Pancreatic lipase (PLP) is an enzyme responsible for the catalytic hydrolysis of fats and its inhibition is relevant for obesity management. Side effects linked with orthodox inhibitors have, however, paved the way for an increased search for safe natural sources. The present study investigated the anti-glycation, anti-inflammatory, and anti-lipase properties of Rauvolfia vomitoria aqueous (ARV), ethanolic (ERV), and methanolic (MRV) leaf extracts coupled with the molecular interactions of selected bioactive compounds with PLP using in vitro and in silico techniques. Phytochemical constituents were characterized using spectroscopic techniques. Drug-likeness and chemical reactivity profile of selected bioactive compounds were analyzed using SwissADME and quantum chemical calculations. FT-IR and GC-MS affirmed the presence of phenolic compounds including 3-phenyl-2-ethoxypropylphthalimide and 5-methyl-2-phenyl-1H-indole. All extracts showed moderate anti-glycation, anti-inflammatory, and lipase inhibitory capacities relative to standard controls. However, MRV exhibited the highest lipase inhibition (IC₅₀, 0.17 ± 0.01 mg/mL), using a mixed-inhibition pattern. MRV interaction with PLP resulted in decreased secondary structure components of PLP (α-sheet, β-turn). MRV compounds (MCP20, MCP28, etc.) exhibited low chemical hardness, E_HOMO-E_LUMO energy gap, and high chemical reactivity. Foremost MRV compounds obeyed Lipinski's rule of five for drug-likeness and interacted with PHE-78 amongst others at PLP catalytic domain with high binding affinity (≥ - 9.3 kcal/mol).
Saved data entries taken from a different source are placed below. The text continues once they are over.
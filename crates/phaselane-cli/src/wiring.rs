use async_trait::async_trait;
use phaselane_core::config::Config;
use phaselane_core::logger::{JsonlMetricSink, LogLevel, LogMetricSink, RecordSink};
use phaselane_core::parser::ResponseParser;
use phaselane_core::policy::PolicyGate;
use phaselane_core::services::{ServiceFactory, Services};
use phaselane_core::store::{FileProjectStore, ProjectState};
use phaselane_core::types::{Lane, LaneKey};
use phaselane_core::{paths, Engine, PhaselaneError, StructuredLogger, ToolDispatcher};
use serde_json::json;
use std::path::{Path, PathBuf};
use std::sync::Arc;
use std::time::Duration;

use crate::bridge::{
    AgentDeliverableGenerator, AgentLaneClassifier, AgentLaneExecutor, AgentPhaseClassifier,
    CommandAgentBridge, CommandQuickLaneFactory, CommandReviewerFactory, ORCHESTRATOR_AGENT,
};

/// Builds the production collaborators for a project root.
pub struct DefaultServiceFactory {
    root: PathBuf,
    config: Config,
    logger: StructuredLogger,
}

impl DefaultServiceFactory {
    pub fn new(root: &Path, config: Config, logger: StructuredLogger) -> Self {
        Self {
            root: root.to_path_buf(),
            config,
            logger,
        }
    }
}

#[async_trait]
impl ServiceFactory for DefaultServiceFactory {
    async fn build(&self) -> anyhow::Result<Services> {
        if !paths::phaselane_dir(&self.root).is_dir() {
            return Err(PhaselaneError::NotInitialized.into());
        }
        // Fail here, not on the first tool that touches the store.
        ProjectState::load(&self.root)?;

        let agents = &self.config.agents;
        let timeout = Duration::from_secs(agents.timeout_seconds);
        let parser = ResponseParser::new(self.logger.child(json!({"component": "agent_bridge"})));

        let shared: Arc<CommandAgentBridge> = Arc::new(CommandAgentBridge::new(
            agents.command_for(None),
            None,
            timeout,
            &self.root,
        ));
        let complex_key = LaneKey::new(Lane::Complex.as_str());
        let complex_bridge = Arc::new(CommandAgentBridge::new(
            agents.command_for(Some(&complex_key)),
            Some(complex_key),
            timeout,
            &self.root,
        ));

        Ok(Services {
            store: Arc::new(FileProjectStore::new(&self.root)),
            agents: shared.clone(),
            reviewers: Arc::new(CommandReviewerFactory::new(agents.clone(), &self.root)),
            deliverables: Arc::new(AgentDeliverableGenerator::new(shared.clone())),
            lane_classifier: Arc::new(AgentLaneClassifier::new(shared.clone(), parser.clone())),
            phase_classifier: Arc::new(AgentPhaseClassifier::new(shared)),
            complex_lane: Arc::new(AgentLaneExecutor::new(
                complex_bridge,
                ORCHESTRATOR_AGENT,
                parser.clone(),
            )),
            quick_lane: Arc::new(CommandQuickLaneFactory::new(
                self.config.quick_lane.clone(),
                timeout,
                &self.root,
                parser,
            )),
        })
    }
}

/// The structured logger configured by the `logging` section.
///
/// Metrics are mirrored into the log stream only at debug level.
pub fn structured_logger(
    root: &Path,
    config: &Config,
    sink: Arc<dyn RecordSink>,
) -> anyhow::Result<StructuredLogger> {
    let level = config.log_level()?;
    let mut builder = StructuredLogger::builder(sink.clone())
        .min_level(level)
        .base_fields(json!({"service": "phaselane"}));
    if level == LogLevel::Debug {
        builder = builder.metric_sink(Arc::new(LogMetricSink::new(sink)));
    }
    if let Some(path) = config.metrics_file(root) {
        builder = builder.metric_sink(Arc::new(JsonlMetricSink::new(path)));
    }
    Ok(builder.build())
}

pub fn build_dispatcher(
    root: &Path,
    config: &Config,
    policy: Arc<dyn PolicyGate>,
    logger: StructuredLogger,
) -> anyhow::Result<ToolDispatcher> {
    // A lane configured through the tool outlives config.yaml edits.
    let developer_lane = ProjectState::load(root)
        .ok()
        .and_then(|s| s.developer_lane)
        .unwrap_or_else(|| config.developer_lane());

    let factory = DefaultServiceFactory::new(root, config.clone(), logger.clone());
    let engine = Engine::builder(Arc::new(factory))
        .policy(policy)
        .developer_lane(developer_lane)
        .logger(logger)
        .build();
    Ok(ToolDispatcher::new(Arc::new(engine)))
}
Pi-alkyl hydrophobic interaction and hydrogen bonding were predominantly involved. Our findings provide scientific insights into the ethnotherapeutic uses of R. vomitoria extracts for the management of obesity and related complications, plus useful information for optimizable drug-like candidates against obesity.

Keywords: Rauvolfia vomitoria; Anti-glycation; Anti-inflammatory; Anti-obesity; Molecular docking.